• **Your objective**
Exactly as they appear, copy the lines from the start of the entries below to the line containing "const JITTER: f64 = 5.0;", both ends included.
[[ Records for the exercise open ]]
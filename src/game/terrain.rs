//! Terrain Generator
//!
//! Seeded height field over the playable square plus tree and rock
//! placement. Heights are computed once per grid corner; queries
//! interpolate inside one of the two triangles of a tile.
//!
//! ```text
//!  (i,j+1) ┌───────┐ (i+1,j+1)
//!          │     ╱ │
//!          │ dz ╱  │     dx > dz: (i,j) (i+1,j)   (i+1,j+1)
//!          │  ╱ dx │     else:    (i,j) (i+1,j+1) (i,j+1)
//!          │╱      │
//!    (i,j) └───────┘ (i+1,j)
//! ```

use crate::core::constants::{
    PLAYABLE_MIN, PLAYABLE_MAX, TILE_SIZE, TILE_COUNT, TREE_SIZE, ROCK_SIZE,
};
use crate::core::hash::{StateHash, StateHasher};
use crate::core::rng::DeterministicRng;
use crate::core::vec3::{Vec3, barycentric_weights};
use crate::game::map::WorldGenError;

/// Number of trees on every island.
pub const TREE_COUNT: usize = 1000;

/// Number of rocks on every island.
pub const ROCK_COUNT: usize = 1000;

/// Placement attempts allowed per requested point.
pub const PLACEMENT_ATTEMPTS_PER_POINT: usize = 1000;

/// Hill peak height.
const HILL_HEIGHT: f64 = 70.0;

/// Height lost per unit of distance from a hill.
const HILL_SLOPE: f64 = 0.3;

/// Lowest generated height before jitter.
const SEA_FLOOR: f64 = 0.1;

/// Amplitude of the per-corner jitter.
const JITTER: f64 = 5.0;

/// Query points closer than this to the playable edge are pulled inward.
const EDGE_MARGIN: f64 = 1.0;

const GRID_SIZE: usize = TILE_COUNT + 1;

/// A hill center on the ground plane.
#[derive(Clone, Copy, Debug, PartialEq)]
pub struct Hill {
    /// Center x
    pub x: f64,
    /// Center z
    pub z: f64,
}

/// Barycentric lookup result: the three grid corners and their weights.
#[derive(Clone, Copy, Debug, PartialEq)]
pub struct TerrainSample {
    /// Grid indices `(i, j)` of the triangle corners.
    pub corners: [(usize, usize); 3],
    /// Weights of the corners; they sum to 1.
    pub weights: [f64; 3],
}

/// Seeded terrain: height grid, trees and rocks.
#[derive(Clone, Debug, PartialEq)]
pub struct Terrain {
    hills: Vec<Hill>,
    /// `heights[i][j]` is the corner at `x = min + i*T`, `z = min + j*T`.
    heights: Vec<Vec<f64>>,
    trees: Vec<Vec3>,
    rocks: Vec<Vec3>,
}

impl Terrain {
    /// Generate terrain, consuming from `rng`: hills, heights, trees, rocks.
    pub fn generate(rng: &mut DeterministicRng) -> Result<Self, WorldGenError> {
        let hills = init_hills(rng);

        let mut heights = vec![vec![0.0; GRID_SIZE]; GRID_SIZE];
        for (i, column) in heights.iter_mut().enumerate() {
            for (j, height) in column.iter_mut().enumerate() {
                let x = PLAYABLE_MIN + i as f64 * TILE_SIZE;
                let z = PLAYABLE_MIN + j as f64 * TILE_SIZE;
                *height = corner_height(&hills, rng, x, z);
            }
        }

        let mut terrain = Self {
            hills,
            heights,
            trees: Vec::new(),
            rocks: Vec::new(),
        };
        terrain.trees = terrain.create_random_points(rng, TREE_COUNT, TREE_SIZE)?;
        terrain.rocks = terrain.create_random_points(rng, ROCK_COUNT, ROCK_SIZE)?;

        Ok(terrain)
    }

    /// Level ground with no obstacles.
    pub fn flat(height: f64) -> Self {
        Self {
            hills: Vec::new(),
            heights: vec![vec![height; GRID_SIZE]; GRID_SIZE],
            trees: Vec::new(),
            rocks: Vec::new(),
        }
    }

    /// Replace the obstacle sets.
    pub fn with_obstacles(mut self, trees: Vec<Vec3>, rocks: Vec<Vec3>) -> Self {
        self.trees = trees;
        self.rocks = rocks;
        self
    }

    /// Hill centers.
    pub fn hills(&self) -> &[Hill] {
        &self.hills
    }

    /// Tree positions (top of trunk).
    pub fn trees(&self) -> &[Vec3] {
        &self.trees
    }

    /// Rock positions.
    pub fn rocks(&self) -> &[Vec3] {
        &self.rocks
    }

    /// Height of grid corner `(i, j)`.
    pub fn corner(&self, i: usize, j: usize) -> f64 {
        self.heights[i][j]
    }

    /// Locate the triangle containing `(x, z)` and its barycentric weights.
    pub fn barycentric(&self, x: f64, z: f64) -> TerrainSample {
        let x = clamp_inside(x);
        let z = clamp_inside(z);

        let i = (((x - PLAYABLE_MIN) / TILE_SIZE).trunc() as usize).min(TILE_COUNT - 1);
        let j = (((z - PLAYABLE_MIN) / TILE_SIZE).trunc() as usize).min(TILE_COUNT - 1);
        let x1 = PLAYABLE_MIN + i as f64 * TILE_SIZE;
        let z1 = PLAYABLE_MIN + j as f64 * TILE_SIZE;

        let corners = if x - x1 > z - z1 {
            [(i, j), (i + 1, j), (i + 1, j + 1)]
        } else {
            [(i, j), (i + 1, j + 1), (i, j + 1)]
        };

        let p = corners.map(|(ci, cj)| {
            Vec3::new(
                PLAYABLE_MIN + ci as f64 * TILE_SIZE,
                self.heights[ci][cj],
                PLAYABLE_MIN + cj as f64 * TILE_SIZE,
            )
        });

        // Grid triangles are never degenerate.
        let weights = barycentric_weights(p[0], p[1], p[2], x, z).unwrap_or([1.0, 0.0, 0.0]);

        TerrainSample { corners, weights }
    }

    /// Ground height at `(x, z)`.
    pub fn get_y(&self, x: f64, z: f64) -> f64 {
        let sample = self.barycentric(x, z);
        sample
            .corners
            .iter()
            .zip(sample.weights.iter())
            .map(|(&(i, j), w)| w * self.heights[i][j])
            .sum()
    }

    /// Uniform coordinate inside the playable square.
    pub fn random_playable_xz(rng: &mut DeterministicRng) -> f64 {
        PLAYABLE_MIN + (PLAYABLE_MAX - PLAYABLE_MIN) * rng.next_float()
    }

    /// Sample `count` points above sea level at `y_offset` over the ground.
    ///
    /// Each attempt draws x then z. Fails once the attempt budget is spent.
    pub fn create_random_points(
        &self,
        rng: &mut DeterministicRng,
        count: usize,
        y_offset: f64,
    ) -> Result<Vec<Vec3>, WorldGenError> {
        let budget = count.saturating_mul(PLACEMENT_ATTEMPTS_PER_POINT);
        let mut points = Vec::with_capacity(count);
        let mut attempts = 0;

        while points.len() < count {
            if attempts >= budget {
                return Err(WorldGenError::PlacementExhausted {
                    placed: points.len(),
                    requested: count,
                    y_offset,
                });
            }
            attempts += 1;

            let x = Self::random_playable_xz(rng);
            let z = Self::random_playable_xz(rng);
            let y = self.get_y(x, z) + y_offset;
            if y > 0.0 {
                points.push(Vec3::new(x, y, z));
            }
        }

        Ok(points)
    }

    /// SHA-256 over hills, heights and obstacles.
    pub fn fingerprint(&self) -> StateHash {
        let mut hasher = StateHasher::for_terrain();

        hasher.update_u32(self.hills.len() as u32);
        for hill in &self.hills {
            hasher.update_f64(hill.x);
            hasher.update_f64(hill.z);
        }
        for column in &self.heights {
            for &height in column {
                hasher.update_f64(height);
            }
        }
        hasher.update_u32(self.trees.len() as u32);
        for &tree in &self.trees {
            hasher.update_vec3(tree);
        }
        hasher.update_u32(self.rocks.len() as u32);
        for &rock in &self.rocks {
            hasher.update_vec3(rock);
        }

        hasher.finalize()
    }
}

fn init_hills(rng: &mut DeterministicRng) -> Vec<Hill> {
    let count = rng.next_range(6.0, 20.0) as usize;
    (0..count)
        .map(|_| {
            let angle = rng.next_range(0.0, 1000.0) / 100.0;
            let dist = rng.next_range(0.0, 200.0);
            Hill { x: dist * angle.cos(), z: dist * angle.sin() }
        })
        .collect()
}

fn corner_height(hills: &[Hill], rng: &mut DeterministicRng, x: f64, z: f64) -> f64 {
    let peak = hills
        .iter()
        .map(|h| HILL_HEIGHT - HILL_SLOPE * (x - h.x).hypot(z - h.z))
        .fold(SEA_FLOOR, f64::max);
    peak + JITTER * (rng.next_float() - 0.5)
}

fn clamp_inside(v: f64) -> f64 {
    if v <= PLAYABLE_MIN {
        PLAYABLE_MIN + EDGE_MARGIN
    } else if v >= PLAYABLE_MAX {
        PLAYABLE_MAX - EDGE_MARGIN
    } else {
        v
    }
}

// =============================================================================
// TESTS
// =============================================================================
[[ Records for the exercise closed ]]
• **Solution below**
filename src/game/terrain.rs
//! Terrain Generator
//!
//! Seeded height field over the playable square plus tree and rock
//! placement. Heights are computed once per grid corner; queries
//! interpolate inside one of the two triangles of a tile.
//!
//! ```text
//!  (i,j+1) ┌───────┐ (i+1,j+1)
//!          │     ╱ │
//!          │ dz ╱  │     dx > dz: (i,j) (i+1,j)   (i+1,j+1)
//!          │  ╱ dx │     else:    (i,j) (i+1,j+1) (i,j+1)
//!          │╱      │
//!    (i,j) └───────┘ (i+1,j)
//! ```

use crate::core::constants::{
    PLAYABLE_MIN, PLAYABLE_MAX, TILE_SIZE, TILE_COUNT, TREE_SIZE, ROCK_SIZE,
};
use crate::core::hash::{StateHash, StateHasher};
use crate::core::rng::DeterministicRng;
use crate::core::vec3::{Vec3, barycentric_weights};
use crate::game::map::WorldGenError;

/// Number of trees on every island.
pub const TREE_COUNT: usize = 1000;

/// Number of rocks on every island.
pub const ROCK_COUNT: usize = 1000;

/// Placement attempts allowed per requested point.
pub const PLACEMENT_ATTEMPTS_PER_POINT: usize = 1000;

/// Hill peak height.
const HILL_HEIGHT: f64 = 70.0;

/// Height lost per unit of distance from a hill.
const HILL_SLOPE: f64 = 0.3;

/// Lowest generated height before jitter.
const SEA_FLOOR: f64 = 0.1;

/// Amplitude of the per-corner jitter.
const JITTER: f64 = 5.0;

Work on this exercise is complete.